This CAG may Pitch for Policy, not Paralysis
Will Citizens for Accountable Governance be disbanded or are its members gearing up to play a more powerful role?
In the past nine months, nearly 200 young Indian professionals from top schools and companies have diligently carried out Narendra’s Modi’s marketing and advertising campaign — the chai pe charcha discussions, 3D rallies, marathons, conclaves and social media programmes — to fulfill the task given to them: “Take Modi to the dark zones of the country, where the party and the man himself are unknown.” These youngsters quit comfortable banking and consultancy jobs to be part of Citizens for Accountable Governance, set up by Prashant Kishor, a 36-year-old former UN health specialist who became one of Modi’s trusted strategists. Their work played a big role in making Modi popular. But with the elections over, what will this band of youngsters do? Will the group be disbanded or are its members gearing up to play an even more powerful role, assuming that the exit poll tally is borne out and Modi becomes the next prime minister at the head of a BJP-led NDA government?

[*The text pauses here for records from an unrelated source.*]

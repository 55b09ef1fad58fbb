use std::fmt;
use std::str::FromStr;

use serde::{Deserialize, Serialize};

use crate::error::HuntdeskError;

/// A stage in a puzzle's production lifecycle.
///
/// Declaration order is the registry order: `rank()` is the position in
/// [`STATUSES`], and the two-letter code is the only form that crosses a
/// serialization boundary.
#[derive(Debug, Clone, Copy, PartialEq, Eq, Hash, PartialOrd, Ord, Serialize, Deserialize)]
pub enum Status {
    #[serde(rename = "II")]
    InitialIdea,
    #[serde(rename = "AE")]
    AwaitingEditor,
    #[serde(rename = "ND")]
    NeedsDiscussion,
    #[serde(rename = "ID")]
    IdeaInDevelopment,
    #[serde(rename = "AA")]
    AwaitingAnswer,
    #[serde(rename = "W")]
    Writing,
    #[serde(rename = "WF")]
    WritingFlexible,
    #[serde(rename = "T")]
    Testsolving,
    #[serde(rename = "TR")]
    AwaitingTestsolveReview,
    #[serde(rename = "R")]
    Revising,
    #[serde(rename = "RP")]
    RevisingPostTestsolving,
    #[serde(rename = "NS")]
    NeedsSolution,
    #[serde(rename = "NP")]
    NeedsPostprod,
    #[serde(rename = "AP")]
    AwaitingPostprodApproval,
    #[serde(rename = "NF")]
    NeedsFactcheck,
    #[serde(rename = "NC")]
    NeedsCopyEdits,
    #[serde(rename = "D")]
    Done,
    #[serde(rename = "DF")]
    Deferred,
    #[serde(rename = "X")]
    Dead,
}

/// Every status, in registry order.
pub const STATUSES: &[Status] = &[
    Status::InitialIdea,
    Status::AwaitingEditor,
    Status::NeedsDiscussion,
    Status::IdeaInDevelopment,
    Status::AwaitingAnswer,
    Status::Writing,
    Status::WritingFlexible,
    Status::Testsolving,
    Status::AwaitingTestsolveReview,
    Status::Revising,
    Status::RevisingPostTestsolving,
    Status::NeedsSolution,
    Status::NeedsPostprod,
    Status::AwaitingPostprodApproval,
    Status::NeedsFactcheck,
    Status::NeedsCopyEdits,
    Status::Done,
    Status::Deferred,
    Status::Dead,
];

/// Rank returned for codes the registry does not know.
pub const UNKNOWN_RANK: i32 = -1;

/// Longest status code, for callers sizing storage columns.
pub const MAX_CODE_LENGTH: usize = 2;

impl Status {
    pub fn code(self) -> &'static str {
        match self {
            Status::InitialIdea => "II",
            Status::AwaitingEditor => "AE",
            Status::NeedsDiscussion => "ND",
            Status::IdeaInDevelopment => "ID",
            Status::AwaitingAnswer => "AA",
            Status::Writing => "W",
            Status::WritingFlexible => "WF",
            Status::Testsolving => "T",
            Status::AwaitingTestsolveReview => "TR",
            Status::Revising => "R",
            Status::RevisingPostTestsolving => "RP",
            Status::NeedsSolution => "NS",
            Status::NeedsPostprod => "NP",
            Status::AwaitingPostprodApproval => "AP",
            Status::NeedsFactcheck => "NF",
            Status::NeedsCopyEdits => "NC",
            Status::Done => "D",
            Status::Deferred => "DF",
            Status::Dead => "X",
        }
    }

    pub fn display_name(self) -> &'static str {
        match self {
            Status::InitialIdea => "Initial idea",
            Status::AwaitingEditor => "Awaiting editor",
            Status::NeedsDiscussion => "Needs discussion",
            Status::IdeaInDevelopment => "Idea in development",
            Status::AwaitingAnswer => "Awaiting answer",
            Status::Writing => "Writing (answer assigned)",
            Status::WritingFlexible => "Writing (answer flexible)",
            Status::Testsolving => "Testsolving",
            Status::AwaitingTestsolveReview => "Awaiting testsolve review",
            Status::Revising => "Revising (needs testsolving)",
            Status::RevisingPostTestsolving => "Revising (done with testsolving)",
            Status::NeedsSolution => "Needs solution",
            Status::NeedsPostprod => "Needs postprod",
            Status::AwaitingPostprodApproval => "Awaiting approval after postprod",
            Status::NeedsFactcheck => "Needs factcheck",
            Status::NeedsCopyEdits => "Needs copy edits",
            Status::Done => "Done",
            Status::Deferred => "Deferred",
            Status::Dead => "Dead",
        }
    }

    pub fn from_code(code: &str) -> Option<Status> {
        STATUSES.iter().copied().find(|s| s.code() == code)
    }

    /// Reverse lookup by human-readable name, used to parse legacy comments.
    pub fn from_display_name(name: &str) -> Option<Status> {
        STATUSES.iter().copied().find(|s| s.display_name() == name)
    }

    pub fn rank(self) -> i32 {
        // STATUSES mirrors declaration order, so the discriminant is the rank.
        self as i32
    }

    /// True for statuses past writing and not beyond `Done`.
    pub fn past_writing(self) -> bool {
        in_progress_range(self.rank(), Status::WritingFlexible)
    }

    /// True for statuses past testsolving and not beyond `Done`.
    pub fn past_testsolving(self) -> bool {
        in_progress_range(self.rank(), Status::Revising)
    }

    pub fn is_pre_testsolving(self) -> bool {
        self.rank() < Status::Testsolving.rank()
    }

    pub fn is_post_testsolving(self) -> bool {
        self.past_testsolving() && self != Status::Done
    }
}

// Dead and Deferred rank above Done but never count as progress.
fn in_progress_range(rank: i32, reference: Status) -> bool {
    rank > reference.rank() && rank <= Status::Done.rank()
}

impl fmt::Display for Status {
    fn fmt(&self, f: &mut fmt::Formatter<'_>) -> fmt::Result {
        f.write_str(self.display_name())
    }
}

impl FromStr for Status {
    type Err = HuntdeskError;

    fn from_str(s: &str) -> Result<Self, Self::Err> {
        Status::from_code(s).ok_or_else(|| HuntdeskError::UnknownStatus(s.to_string()))
    }
}

/// Rank of a raw code; [`UNKNOWN_RANK`] for anything not in the registry.
pub fn rank_of(code: &str) -> i32 {
    Status::from_code(code).map_or(UNKNOWN_RANK, Status::rank)
}

/// Display name of a raw code, falling back to the code itself.
pub fn display_of(code: &str) -> &str {
    match Status::from_code(code) {
        Some(status) => status.display_name(),
        None => code,
    }
}

pub fn past_writing(code: &str) -> bool {
    in_progress_range(rank_of(code), Status::WritingFlexible)
}

pub fn past_testsolving(code: &str) -> bool {
    in_progress_range(rank_of(code), Status::Revising)
}

/// `(code, display)` pairs in registry order, for populating pickers.
pub fn all_statuses() -> Vec<(&'static str, &'static str)> {
    STATUSES
        .iter()
        .map(|s| (s.code(), s.display_name()))
        .collect()
}

pub fn pre_testsolving_statuses() -> Vec<Status> {
    STATUSES
        .iter()
        .copied()
        .filter(|s| s.is_pre_testsolving())
        .collect()
}

pub fn post_testsolving_statuses() -> Vec<Status> {
    STATUSES
        .iter()
        .copied()
        .filter(|s| s.is_post_testsolving())
        .collect()
}

/// A status as recorded in history: either a registry status or a legacy
/// code that has since been removed from the registry.
///
/// Serializes as the bare code so old records round-trip untouched.
#[derive(Debug, Clone, PartialEq, Eq, Hash, Serialize, Deserialize)]
#[serde(from = "String", into = "String")]
pub enum StatusTag {
    Known(Status),
    Legacy(String),
}

impl StatusTag {
    pub fn code(&self) -> &str {
        match self {
            StatusTag::Known(status) => status.code(),
            StatusTag::Legacy(code) => code,
        }
    }

    pub fn status(&self) -> Option<Status> {
        match self {
            StatusTag::Known(status) => Some(*status),
            StatusTag::Legacy(_) => None,
        }
    }

    pub fn rank(&self) -> i32 {
        rank_of(self.code())
    }

    pub fn display_name(&self) -> &str {
        display_of(self.code())
    }
}

impl From<Status> for StatusTag {
    fn from(status: Status) -> Self {
        StatusTag::Known(status)
    }
}

impl From<String> for StatusTag {
    fn from(code: String) -> Self {
        match Status::from_code(&code) {
            Some(status) => StatusTag::Known(status),
            None => StatusTag::Legacy(code),
        }
    }
}

impl From<&str> for StatusTag {
    fn from(code: &str) -> Self {
        StatusTag::from(code.to_string())
    }
}

impl From<StatusTag> for String {
    fn from(tag: StatusTag) -> Self {
        match tag {
            StatusTag::Known(status) => status.code().to_string(),
            StatusTag::Legacy(code) => code,
        }
    }
}

impl PartialEq<Status> for StatusTag {
    fn eq(&self, other: &Status) -> bool {
        self.status() == Some(*other)
    }
}

impl fmt::Display for StatusTag {
    fn fmt(&self, f: &mut fmt::Formatter<'_>) -> fmt::Result {
        f.write_str(self.display_name())
    }
}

A two-day meeting in Gandhinagar of senior BJP leaders with this team that began on Wednesday is set to answer these questions. “The deliberations are on about the future of the group. We are looking at what options the party has to give us. We would like to contribute to nation building even after the government is formed,” said Rishi Raj Singh, a IIT-Kanpur alumnus and part of CAG. Of the 200, over 120 have expressed a desire to continue working in the sociopolitical space and are hoping, if the BJP forms the government, that the party will recognise their contribution.
Many of the professionals have been told that they would get to work with MPs, in advisory bodies to the Cabinet or as part of a think-tank on financial matters that an NDA government would set up. “Even Mr Modi knows that if the party achieves good results in states where the BJP was not strong, it is not because of his party work, but because we put together strategies, operated on strict deadlines of reaching out to people, deployed technology, worked on background research on which areas could be tapped, and more importantly, issued ground reports every day. The party would not let go of us,” said one CAG member, an IIM alumnus, who was working as an investment banker in Europe before this. Led by alumni of foreign universities or the IITs and IIMs who took sabbaticals or resigned from companies such as JPMorgan, Deutsche Bank, McKinsey and Boston Consulting Group, CAG took Modi’s campaign to new heights in terms of analysis, logistics, planning and communications, evoking comparisons to the back room that helped send Barack Obama to the White House in 2008. Among its tasks was the recruitment of thousands of supporters, researching ideas for Modi’s speeches, giving him feedback, deploying observers at polling booths, sending 400 video vans to the villages and sending daily ground reports to state party heads. “We came together to work for Modi even before he was declared the PM candidate. We as a group want accountable and stable governance and we realise that doesn’t end with him becoming the PM. There is much more to do,” said the CAG member. There are some apprehensions that the group could be disbanded. Many agree that the BJP is already swamped by claimants to various positions and may not be keen on offering them any work. The fact they got to play a big role in the campaign is largely because of Modi himself.
“Initially, we found it difficult to work with senior BJP leaders, especially because the traditional campaign was so unorganised. It was Mr Modi’s personal interest in our group that made our campaign successful,” said an IIT-Bombay alumnus and a financial consultant, who didn’t want to be identified. “Earlier, Modiji would meet us once in a month, but once he saw our proposal for taking his 3D image to the villages, he was ecstatic. He saw it a number of times, even sitting in one of the back rows, and after that, gave us a free hand, meeting us every week, taking our ideas forward. In a way, he saw the CAG as reflective of his futuristic thinking,” he added. Sources in the party say it is thinking of setting up a consultancy with these professionals, as Modi thinks well of CAG’s members. Some of them have been told that possible roles in policymaking and last-mile delivery are being considered seriously. “Considering they come from various backgrounds such as law, media, management, software technology and bio-sciences, they may also be roped in as consultants for individual projects such as MGNREGA or even the upcoming Ganga project,” said a party member. However, many CAG members believe it is best for the group to work with the government and not as part of it. “Providing consulting services to the new government on how to implement new policies on the ground will be challenging and exciting. That is something many of us would look forward to,” said Ashwini Anand, a Standford University alumnus and founding member of CAG.